* **Source information**
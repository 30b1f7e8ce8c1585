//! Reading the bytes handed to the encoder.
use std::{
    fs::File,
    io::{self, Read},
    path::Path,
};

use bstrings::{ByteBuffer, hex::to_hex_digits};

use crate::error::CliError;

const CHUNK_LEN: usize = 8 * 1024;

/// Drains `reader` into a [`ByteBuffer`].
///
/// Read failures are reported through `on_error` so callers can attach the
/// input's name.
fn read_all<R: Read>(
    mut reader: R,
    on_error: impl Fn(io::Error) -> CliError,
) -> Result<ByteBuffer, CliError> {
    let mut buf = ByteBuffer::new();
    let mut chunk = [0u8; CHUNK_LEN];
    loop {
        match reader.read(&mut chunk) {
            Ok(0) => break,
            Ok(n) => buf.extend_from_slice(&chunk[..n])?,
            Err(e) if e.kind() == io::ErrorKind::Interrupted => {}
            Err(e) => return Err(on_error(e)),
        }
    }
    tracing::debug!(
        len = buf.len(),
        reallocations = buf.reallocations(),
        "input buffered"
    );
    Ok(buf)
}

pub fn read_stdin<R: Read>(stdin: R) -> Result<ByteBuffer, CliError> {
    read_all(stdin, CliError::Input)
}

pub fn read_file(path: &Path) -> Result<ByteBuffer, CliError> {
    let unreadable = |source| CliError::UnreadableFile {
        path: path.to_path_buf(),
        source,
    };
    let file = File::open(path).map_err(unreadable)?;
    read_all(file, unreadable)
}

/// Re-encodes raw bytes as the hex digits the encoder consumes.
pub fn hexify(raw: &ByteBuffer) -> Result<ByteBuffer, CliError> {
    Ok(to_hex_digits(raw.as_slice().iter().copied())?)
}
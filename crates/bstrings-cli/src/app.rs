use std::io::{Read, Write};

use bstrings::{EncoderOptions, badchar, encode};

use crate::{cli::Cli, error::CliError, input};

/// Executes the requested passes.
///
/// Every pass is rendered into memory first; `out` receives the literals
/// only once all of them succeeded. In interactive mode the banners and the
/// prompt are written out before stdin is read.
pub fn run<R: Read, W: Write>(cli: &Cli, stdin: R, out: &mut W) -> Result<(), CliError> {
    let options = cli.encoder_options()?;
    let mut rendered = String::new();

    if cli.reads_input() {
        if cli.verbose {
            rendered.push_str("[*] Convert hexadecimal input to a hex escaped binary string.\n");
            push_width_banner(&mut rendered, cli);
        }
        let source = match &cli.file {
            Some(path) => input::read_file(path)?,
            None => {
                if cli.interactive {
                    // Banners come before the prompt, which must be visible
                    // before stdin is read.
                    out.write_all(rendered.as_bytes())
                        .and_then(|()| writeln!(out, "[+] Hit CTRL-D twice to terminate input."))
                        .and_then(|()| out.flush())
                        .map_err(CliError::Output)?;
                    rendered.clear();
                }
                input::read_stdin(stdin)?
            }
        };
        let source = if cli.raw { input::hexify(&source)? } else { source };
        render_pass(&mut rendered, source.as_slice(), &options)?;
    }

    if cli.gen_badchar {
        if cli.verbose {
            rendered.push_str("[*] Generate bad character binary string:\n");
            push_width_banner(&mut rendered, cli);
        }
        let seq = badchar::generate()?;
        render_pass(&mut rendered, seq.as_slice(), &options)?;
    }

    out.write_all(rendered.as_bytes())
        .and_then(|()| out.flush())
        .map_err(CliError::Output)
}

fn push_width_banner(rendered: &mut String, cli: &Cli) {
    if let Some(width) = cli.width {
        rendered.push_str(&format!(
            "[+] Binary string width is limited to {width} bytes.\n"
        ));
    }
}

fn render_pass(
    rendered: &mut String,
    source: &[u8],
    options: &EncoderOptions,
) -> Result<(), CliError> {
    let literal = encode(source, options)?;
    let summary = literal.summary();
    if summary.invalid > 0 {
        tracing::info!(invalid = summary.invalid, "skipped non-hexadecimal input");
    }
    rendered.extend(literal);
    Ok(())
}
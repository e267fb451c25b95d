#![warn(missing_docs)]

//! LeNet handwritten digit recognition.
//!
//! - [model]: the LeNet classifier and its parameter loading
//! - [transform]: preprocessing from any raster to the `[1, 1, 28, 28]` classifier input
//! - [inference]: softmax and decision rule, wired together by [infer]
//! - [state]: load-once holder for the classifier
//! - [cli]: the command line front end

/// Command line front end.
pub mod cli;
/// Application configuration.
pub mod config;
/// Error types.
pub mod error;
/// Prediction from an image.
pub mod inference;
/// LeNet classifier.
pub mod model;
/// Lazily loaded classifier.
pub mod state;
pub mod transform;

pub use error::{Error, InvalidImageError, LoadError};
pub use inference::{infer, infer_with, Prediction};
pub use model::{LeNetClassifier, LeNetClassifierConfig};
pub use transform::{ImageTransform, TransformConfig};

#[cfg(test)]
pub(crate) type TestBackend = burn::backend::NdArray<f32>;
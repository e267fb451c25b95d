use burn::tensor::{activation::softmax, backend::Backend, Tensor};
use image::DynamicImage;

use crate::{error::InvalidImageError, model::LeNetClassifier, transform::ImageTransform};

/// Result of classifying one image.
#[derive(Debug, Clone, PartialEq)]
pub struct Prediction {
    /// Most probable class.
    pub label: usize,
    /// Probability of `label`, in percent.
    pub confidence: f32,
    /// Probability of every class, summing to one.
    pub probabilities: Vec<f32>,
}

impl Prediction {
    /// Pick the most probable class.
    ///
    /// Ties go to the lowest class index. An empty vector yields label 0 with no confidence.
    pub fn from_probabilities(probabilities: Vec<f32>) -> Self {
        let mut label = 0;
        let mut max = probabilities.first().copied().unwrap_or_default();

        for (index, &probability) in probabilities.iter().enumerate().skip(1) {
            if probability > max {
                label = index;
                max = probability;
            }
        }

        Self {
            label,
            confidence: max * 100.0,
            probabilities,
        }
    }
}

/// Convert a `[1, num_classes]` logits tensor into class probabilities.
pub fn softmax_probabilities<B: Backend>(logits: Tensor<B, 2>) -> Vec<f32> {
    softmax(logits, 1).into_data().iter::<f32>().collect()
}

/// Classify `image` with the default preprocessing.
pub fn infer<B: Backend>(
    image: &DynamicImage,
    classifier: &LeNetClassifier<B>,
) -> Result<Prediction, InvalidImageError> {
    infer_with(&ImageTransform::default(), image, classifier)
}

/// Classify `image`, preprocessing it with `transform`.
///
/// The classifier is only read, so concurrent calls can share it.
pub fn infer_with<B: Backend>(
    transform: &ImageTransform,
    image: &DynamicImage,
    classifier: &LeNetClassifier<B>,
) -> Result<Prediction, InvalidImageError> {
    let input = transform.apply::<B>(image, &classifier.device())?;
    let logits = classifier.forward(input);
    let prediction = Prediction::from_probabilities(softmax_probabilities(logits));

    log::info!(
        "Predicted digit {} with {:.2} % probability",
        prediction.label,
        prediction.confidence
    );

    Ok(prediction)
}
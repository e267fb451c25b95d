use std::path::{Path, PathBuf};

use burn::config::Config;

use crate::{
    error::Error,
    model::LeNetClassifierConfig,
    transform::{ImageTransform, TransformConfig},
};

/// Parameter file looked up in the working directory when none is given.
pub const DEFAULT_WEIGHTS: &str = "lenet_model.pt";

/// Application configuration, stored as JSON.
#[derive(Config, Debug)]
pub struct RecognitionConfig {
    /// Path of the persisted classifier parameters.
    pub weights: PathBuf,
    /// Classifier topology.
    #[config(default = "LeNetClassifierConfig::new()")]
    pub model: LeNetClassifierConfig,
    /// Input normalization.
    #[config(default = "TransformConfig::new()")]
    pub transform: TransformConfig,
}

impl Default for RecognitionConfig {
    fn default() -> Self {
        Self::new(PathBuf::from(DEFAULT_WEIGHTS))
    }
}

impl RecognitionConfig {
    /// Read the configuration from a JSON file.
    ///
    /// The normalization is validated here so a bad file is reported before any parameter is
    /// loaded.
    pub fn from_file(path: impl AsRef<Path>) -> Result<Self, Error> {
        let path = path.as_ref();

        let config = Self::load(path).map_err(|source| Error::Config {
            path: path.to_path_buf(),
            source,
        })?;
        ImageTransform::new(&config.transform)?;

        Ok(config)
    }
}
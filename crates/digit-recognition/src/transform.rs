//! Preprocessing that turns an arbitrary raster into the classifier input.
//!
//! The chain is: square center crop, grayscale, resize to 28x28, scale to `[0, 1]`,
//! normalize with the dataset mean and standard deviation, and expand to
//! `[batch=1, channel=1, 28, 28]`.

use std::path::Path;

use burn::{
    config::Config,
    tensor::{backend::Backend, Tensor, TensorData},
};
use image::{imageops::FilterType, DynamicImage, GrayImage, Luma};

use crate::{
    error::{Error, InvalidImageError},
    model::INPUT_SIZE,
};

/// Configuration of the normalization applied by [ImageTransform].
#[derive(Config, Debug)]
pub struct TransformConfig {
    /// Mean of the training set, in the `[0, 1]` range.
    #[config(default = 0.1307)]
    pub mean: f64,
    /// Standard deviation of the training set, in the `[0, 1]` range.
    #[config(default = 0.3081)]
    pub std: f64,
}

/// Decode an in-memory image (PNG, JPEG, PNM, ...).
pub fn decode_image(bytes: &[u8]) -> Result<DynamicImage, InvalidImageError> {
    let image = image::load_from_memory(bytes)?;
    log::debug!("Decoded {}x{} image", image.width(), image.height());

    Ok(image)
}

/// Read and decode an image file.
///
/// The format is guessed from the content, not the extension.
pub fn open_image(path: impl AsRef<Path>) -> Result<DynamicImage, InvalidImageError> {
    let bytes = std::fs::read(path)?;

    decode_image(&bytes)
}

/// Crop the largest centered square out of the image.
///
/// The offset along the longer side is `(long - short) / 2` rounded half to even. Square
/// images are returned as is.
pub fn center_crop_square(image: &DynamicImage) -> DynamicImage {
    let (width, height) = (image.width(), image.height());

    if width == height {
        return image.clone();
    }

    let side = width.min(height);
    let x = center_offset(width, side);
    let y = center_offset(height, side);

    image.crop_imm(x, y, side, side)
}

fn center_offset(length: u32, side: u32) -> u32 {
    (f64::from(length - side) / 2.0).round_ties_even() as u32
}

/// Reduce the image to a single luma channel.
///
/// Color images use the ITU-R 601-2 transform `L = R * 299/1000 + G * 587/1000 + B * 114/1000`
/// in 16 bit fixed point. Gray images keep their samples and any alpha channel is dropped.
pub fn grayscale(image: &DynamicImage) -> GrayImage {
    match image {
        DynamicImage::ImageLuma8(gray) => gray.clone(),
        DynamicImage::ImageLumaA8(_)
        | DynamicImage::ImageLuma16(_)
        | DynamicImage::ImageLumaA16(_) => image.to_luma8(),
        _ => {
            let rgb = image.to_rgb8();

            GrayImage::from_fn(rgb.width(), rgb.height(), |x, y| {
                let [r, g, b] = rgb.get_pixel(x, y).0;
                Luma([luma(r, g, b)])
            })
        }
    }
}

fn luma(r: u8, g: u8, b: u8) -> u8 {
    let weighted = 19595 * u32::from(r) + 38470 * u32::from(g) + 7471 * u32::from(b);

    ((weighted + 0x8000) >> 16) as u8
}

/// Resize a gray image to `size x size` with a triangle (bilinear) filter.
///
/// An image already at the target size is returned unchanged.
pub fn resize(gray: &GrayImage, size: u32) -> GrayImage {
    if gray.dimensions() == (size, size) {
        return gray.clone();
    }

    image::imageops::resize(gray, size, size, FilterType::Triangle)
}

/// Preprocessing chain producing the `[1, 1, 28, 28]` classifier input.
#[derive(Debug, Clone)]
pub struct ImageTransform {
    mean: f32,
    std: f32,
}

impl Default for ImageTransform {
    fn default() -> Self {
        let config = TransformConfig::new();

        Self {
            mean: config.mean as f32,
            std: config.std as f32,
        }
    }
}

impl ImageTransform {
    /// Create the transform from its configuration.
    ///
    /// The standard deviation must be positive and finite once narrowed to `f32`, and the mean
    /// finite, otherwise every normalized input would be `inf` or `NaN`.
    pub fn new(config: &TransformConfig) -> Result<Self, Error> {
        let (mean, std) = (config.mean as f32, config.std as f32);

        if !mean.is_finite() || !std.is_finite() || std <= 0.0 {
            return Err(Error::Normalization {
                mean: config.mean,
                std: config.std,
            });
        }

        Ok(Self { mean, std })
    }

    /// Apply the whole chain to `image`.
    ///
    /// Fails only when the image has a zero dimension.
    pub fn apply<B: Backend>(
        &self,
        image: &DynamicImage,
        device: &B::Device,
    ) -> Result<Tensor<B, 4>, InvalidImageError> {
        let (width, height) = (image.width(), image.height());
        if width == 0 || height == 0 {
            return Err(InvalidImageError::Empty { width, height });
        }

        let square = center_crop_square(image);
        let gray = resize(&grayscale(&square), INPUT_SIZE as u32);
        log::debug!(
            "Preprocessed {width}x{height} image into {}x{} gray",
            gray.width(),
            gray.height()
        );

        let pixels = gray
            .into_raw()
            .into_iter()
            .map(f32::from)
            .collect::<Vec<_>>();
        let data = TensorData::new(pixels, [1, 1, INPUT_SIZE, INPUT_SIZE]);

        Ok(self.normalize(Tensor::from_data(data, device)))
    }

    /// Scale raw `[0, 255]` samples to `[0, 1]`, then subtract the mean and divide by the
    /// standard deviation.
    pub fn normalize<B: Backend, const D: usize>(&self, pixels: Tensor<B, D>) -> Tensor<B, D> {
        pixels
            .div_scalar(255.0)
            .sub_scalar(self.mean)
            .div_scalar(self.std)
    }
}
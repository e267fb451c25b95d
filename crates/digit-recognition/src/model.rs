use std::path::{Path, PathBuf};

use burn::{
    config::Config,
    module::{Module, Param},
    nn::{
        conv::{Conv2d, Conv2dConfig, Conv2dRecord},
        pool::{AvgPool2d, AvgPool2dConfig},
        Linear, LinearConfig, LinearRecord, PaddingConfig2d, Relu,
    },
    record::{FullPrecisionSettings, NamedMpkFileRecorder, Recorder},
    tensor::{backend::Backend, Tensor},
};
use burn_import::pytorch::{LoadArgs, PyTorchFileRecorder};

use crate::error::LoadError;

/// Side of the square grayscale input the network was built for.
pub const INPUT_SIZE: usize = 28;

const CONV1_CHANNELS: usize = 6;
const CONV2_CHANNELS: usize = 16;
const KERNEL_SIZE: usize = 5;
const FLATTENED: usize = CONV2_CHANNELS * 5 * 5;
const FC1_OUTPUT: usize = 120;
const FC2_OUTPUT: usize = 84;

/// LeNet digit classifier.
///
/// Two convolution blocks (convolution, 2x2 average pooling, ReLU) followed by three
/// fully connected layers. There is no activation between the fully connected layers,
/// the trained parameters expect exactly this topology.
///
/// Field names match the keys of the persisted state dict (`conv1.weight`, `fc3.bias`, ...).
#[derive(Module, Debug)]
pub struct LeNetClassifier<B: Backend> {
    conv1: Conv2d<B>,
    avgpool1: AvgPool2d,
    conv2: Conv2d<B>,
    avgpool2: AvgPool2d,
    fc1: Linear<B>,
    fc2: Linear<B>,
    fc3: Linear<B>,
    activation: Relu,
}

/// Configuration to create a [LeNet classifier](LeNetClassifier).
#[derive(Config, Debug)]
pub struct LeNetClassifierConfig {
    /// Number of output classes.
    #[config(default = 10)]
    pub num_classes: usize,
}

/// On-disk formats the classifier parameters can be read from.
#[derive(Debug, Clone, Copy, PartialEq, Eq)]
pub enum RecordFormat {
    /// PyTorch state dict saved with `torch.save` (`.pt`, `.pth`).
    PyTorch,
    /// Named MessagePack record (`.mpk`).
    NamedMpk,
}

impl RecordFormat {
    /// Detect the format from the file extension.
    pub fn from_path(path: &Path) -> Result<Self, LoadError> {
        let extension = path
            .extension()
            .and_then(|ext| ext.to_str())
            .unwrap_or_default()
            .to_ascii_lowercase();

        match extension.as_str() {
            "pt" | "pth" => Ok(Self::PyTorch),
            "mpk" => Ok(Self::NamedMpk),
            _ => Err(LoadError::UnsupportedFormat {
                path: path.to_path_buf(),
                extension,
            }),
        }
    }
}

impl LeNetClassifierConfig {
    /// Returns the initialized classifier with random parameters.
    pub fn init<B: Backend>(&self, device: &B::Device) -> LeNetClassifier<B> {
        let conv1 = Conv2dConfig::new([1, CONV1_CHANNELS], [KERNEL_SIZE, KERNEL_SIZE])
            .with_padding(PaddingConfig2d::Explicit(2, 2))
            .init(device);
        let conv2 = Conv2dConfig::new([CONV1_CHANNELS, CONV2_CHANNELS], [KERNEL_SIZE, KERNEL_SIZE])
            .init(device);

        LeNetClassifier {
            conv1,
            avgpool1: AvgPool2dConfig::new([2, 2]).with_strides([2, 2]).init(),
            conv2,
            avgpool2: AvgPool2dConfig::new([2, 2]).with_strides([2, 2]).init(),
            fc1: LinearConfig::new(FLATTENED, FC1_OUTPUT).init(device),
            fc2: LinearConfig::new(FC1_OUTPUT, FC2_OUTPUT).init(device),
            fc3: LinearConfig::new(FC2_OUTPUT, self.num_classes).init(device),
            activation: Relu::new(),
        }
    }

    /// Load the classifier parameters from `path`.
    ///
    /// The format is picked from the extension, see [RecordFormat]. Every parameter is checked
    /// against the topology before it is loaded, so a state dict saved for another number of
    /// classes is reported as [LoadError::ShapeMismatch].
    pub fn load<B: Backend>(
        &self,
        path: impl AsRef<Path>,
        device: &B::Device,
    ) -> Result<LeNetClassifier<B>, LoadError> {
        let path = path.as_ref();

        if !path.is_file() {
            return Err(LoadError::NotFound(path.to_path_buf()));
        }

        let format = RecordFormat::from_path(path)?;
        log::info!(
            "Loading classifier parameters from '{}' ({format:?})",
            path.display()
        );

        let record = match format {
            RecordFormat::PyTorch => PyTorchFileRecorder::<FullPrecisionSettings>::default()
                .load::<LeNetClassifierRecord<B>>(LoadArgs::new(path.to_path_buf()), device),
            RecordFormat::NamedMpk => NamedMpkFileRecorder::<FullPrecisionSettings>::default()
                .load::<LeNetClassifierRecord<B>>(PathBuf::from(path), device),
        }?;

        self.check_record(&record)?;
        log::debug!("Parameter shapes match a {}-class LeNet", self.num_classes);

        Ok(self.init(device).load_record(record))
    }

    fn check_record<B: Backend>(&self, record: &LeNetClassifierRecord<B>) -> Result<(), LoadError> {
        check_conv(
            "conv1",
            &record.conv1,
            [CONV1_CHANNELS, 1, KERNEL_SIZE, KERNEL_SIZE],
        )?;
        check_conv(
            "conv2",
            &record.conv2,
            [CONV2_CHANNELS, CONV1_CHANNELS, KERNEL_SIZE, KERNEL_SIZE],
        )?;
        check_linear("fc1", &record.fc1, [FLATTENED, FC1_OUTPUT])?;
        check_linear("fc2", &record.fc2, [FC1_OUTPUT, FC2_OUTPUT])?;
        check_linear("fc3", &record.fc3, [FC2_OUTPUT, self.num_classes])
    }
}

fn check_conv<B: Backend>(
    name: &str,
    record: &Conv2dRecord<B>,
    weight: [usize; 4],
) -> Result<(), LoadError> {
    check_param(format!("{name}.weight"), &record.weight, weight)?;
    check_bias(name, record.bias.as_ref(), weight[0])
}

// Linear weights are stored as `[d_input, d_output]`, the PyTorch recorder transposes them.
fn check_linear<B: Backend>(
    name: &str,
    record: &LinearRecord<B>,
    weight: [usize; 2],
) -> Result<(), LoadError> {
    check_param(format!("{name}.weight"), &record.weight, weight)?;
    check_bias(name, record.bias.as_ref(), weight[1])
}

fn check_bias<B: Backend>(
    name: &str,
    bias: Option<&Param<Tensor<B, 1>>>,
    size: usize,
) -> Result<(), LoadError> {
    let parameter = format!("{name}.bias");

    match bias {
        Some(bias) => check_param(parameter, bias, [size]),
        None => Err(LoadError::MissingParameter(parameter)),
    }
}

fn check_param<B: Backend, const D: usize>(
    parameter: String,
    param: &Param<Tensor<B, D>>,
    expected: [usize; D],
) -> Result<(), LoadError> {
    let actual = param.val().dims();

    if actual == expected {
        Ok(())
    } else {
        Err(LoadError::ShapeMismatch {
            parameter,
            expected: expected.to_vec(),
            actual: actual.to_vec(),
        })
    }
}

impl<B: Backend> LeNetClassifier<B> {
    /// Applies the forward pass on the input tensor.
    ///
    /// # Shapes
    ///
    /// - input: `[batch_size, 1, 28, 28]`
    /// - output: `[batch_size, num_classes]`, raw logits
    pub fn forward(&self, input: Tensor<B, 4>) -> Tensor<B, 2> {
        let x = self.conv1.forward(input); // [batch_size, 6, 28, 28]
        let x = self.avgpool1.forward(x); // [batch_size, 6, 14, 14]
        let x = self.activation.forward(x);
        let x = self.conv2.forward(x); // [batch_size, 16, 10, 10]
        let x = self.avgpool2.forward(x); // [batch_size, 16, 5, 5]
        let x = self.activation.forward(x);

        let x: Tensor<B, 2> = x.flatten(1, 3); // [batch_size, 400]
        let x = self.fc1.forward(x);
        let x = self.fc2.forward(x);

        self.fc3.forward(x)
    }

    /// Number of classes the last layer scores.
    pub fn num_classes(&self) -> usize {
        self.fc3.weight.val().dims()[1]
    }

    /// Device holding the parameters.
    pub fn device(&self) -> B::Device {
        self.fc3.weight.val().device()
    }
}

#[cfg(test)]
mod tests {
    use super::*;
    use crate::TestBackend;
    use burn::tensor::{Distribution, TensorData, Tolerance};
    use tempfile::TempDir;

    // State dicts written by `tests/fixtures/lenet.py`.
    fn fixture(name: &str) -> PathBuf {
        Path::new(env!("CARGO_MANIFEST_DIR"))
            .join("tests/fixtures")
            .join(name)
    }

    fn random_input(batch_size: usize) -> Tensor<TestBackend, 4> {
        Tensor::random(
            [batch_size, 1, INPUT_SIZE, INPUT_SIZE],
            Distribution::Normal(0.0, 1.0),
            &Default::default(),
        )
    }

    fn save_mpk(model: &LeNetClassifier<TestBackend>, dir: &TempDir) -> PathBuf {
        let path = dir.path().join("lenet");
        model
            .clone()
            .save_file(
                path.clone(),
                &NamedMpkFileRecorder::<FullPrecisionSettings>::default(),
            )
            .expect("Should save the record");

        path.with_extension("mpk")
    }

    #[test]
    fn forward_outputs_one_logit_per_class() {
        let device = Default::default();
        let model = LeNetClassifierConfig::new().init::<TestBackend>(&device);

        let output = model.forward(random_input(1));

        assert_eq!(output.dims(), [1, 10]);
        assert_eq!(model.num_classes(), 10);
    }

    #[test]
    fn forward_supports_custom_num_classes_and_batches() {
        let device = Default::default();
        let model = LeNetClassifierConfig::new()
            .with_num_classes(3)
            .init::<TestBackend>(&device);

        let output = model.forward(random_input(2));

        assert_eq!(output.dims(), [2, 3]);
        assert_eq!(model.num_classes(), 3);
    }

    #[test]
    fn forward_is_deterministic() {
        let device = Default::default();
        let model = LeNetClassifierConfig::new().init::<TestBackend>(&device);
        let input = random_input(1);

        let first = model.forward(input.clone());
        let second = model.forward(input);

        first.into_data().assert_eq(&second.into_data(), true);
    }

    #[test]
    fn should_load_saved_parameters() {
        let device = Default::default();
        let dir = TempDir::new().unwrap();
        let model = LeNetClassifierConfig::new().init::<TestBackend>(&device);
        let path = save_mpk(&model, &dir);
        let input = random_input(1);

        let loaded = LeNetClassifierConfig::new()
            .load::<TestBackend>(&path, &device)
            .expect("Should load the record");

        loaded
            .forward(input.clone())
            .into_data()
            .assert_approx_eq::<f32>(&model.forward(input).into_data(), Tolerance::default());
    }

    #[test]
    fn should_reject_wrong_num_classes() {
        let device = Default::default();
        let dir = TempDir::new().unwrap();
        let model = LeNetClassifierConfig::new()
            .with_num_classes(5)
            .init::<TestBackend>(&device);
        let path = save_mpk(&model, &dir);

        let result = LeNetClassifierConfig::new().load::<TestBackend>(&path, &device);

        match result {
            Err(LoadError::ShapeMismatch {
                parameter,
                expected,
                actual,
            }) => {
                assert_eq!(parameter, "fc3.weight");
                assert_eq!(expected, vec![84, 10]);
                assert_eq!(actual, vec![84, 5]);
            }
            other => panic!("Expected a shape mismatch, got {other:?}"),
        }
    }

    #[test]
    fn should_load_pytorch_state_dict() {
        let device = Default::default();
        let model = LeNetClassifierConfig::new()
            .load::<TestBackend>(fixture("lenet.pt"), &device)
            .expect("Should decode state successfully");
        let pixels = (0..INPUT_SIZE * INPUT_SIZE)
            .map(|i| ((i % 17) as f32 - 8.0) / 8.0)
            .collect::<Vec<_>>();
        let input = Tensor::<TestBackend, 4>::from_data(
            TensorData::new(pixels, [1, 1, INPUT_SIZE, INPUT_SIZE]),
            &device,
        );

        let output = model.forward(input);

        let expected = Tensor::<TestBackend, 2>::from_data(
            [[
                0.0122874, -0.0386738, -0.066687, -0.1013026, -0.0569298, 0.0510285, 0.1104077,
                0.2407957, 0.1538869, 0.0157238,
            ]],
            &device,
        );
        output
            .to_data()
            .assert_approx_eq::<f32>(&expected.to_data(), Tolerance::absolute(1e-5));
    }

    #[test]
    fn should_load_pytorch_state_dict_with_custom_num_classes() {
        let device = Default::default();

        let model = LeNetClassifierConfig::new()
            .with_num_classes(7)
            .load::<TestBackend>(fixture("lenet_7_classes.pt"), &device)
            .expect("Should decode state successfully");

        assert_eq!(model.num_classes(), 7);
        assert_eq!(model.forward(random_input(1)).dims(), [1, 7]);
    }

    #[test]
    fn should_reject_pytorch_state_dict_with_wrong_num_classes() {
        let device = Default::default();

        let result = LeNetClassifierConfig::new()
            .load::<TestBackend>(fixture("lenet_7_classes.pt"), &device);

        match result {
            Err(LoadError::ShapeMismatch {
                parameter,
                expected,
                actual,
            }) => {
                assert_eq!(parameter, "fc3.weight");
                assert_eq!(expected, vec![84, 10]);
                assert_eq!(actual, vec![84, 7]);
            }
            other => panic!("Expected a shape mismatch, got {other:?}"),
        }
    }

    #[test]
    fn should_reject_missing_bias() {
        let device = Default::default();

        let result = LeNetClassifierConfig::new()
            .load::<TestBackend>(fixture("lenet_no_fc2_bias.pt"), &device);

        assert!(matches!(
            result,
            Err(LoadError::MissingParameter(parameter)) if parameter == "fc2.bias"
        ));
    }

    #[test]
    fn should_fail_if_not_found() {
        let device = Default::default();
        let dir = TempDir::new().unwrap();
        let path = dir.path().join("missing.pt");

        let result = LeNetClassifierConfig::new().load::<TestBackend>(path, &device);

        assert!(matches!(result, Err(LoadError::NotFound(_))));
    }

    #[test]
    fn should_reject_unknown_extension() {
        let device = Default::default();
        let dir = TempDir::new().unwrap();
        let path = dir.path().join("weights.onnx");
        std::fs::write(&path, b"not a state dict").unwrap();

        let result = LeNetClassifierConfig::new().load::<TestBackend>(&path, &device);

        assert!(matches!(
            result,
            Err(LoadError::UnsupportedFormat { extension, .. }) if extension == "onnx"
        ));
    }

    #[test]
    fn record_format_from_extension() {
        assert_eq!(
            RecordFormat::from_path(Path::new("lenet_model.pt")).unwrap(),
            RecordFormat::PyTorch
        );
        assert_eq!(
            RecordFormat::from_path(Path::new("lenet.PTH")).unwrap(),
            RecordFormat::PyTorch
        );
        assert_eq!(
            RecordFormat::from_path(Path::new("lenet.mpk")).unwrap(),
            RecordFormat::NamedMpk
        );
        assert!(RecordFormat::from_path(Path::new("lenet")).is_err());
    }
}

* **Task objective**
Write the opening line of the data above and every line after it, exactly, stopping once you have written the line with "const CHUNK_LEN: usize = 8 * 1024;".

* **Task result**
repository 30b1f7e8ce8c1585
//! Reading the bytes handed to the encoder.
use std::{
    fs::File,
    io::{self, Read},
    path::Path,
};

use bstrings::{ByteBuffer, hex::to_hex_digits};

use crate::error::CliError;

const CHUNK_LEN: usize = 8 * 1024;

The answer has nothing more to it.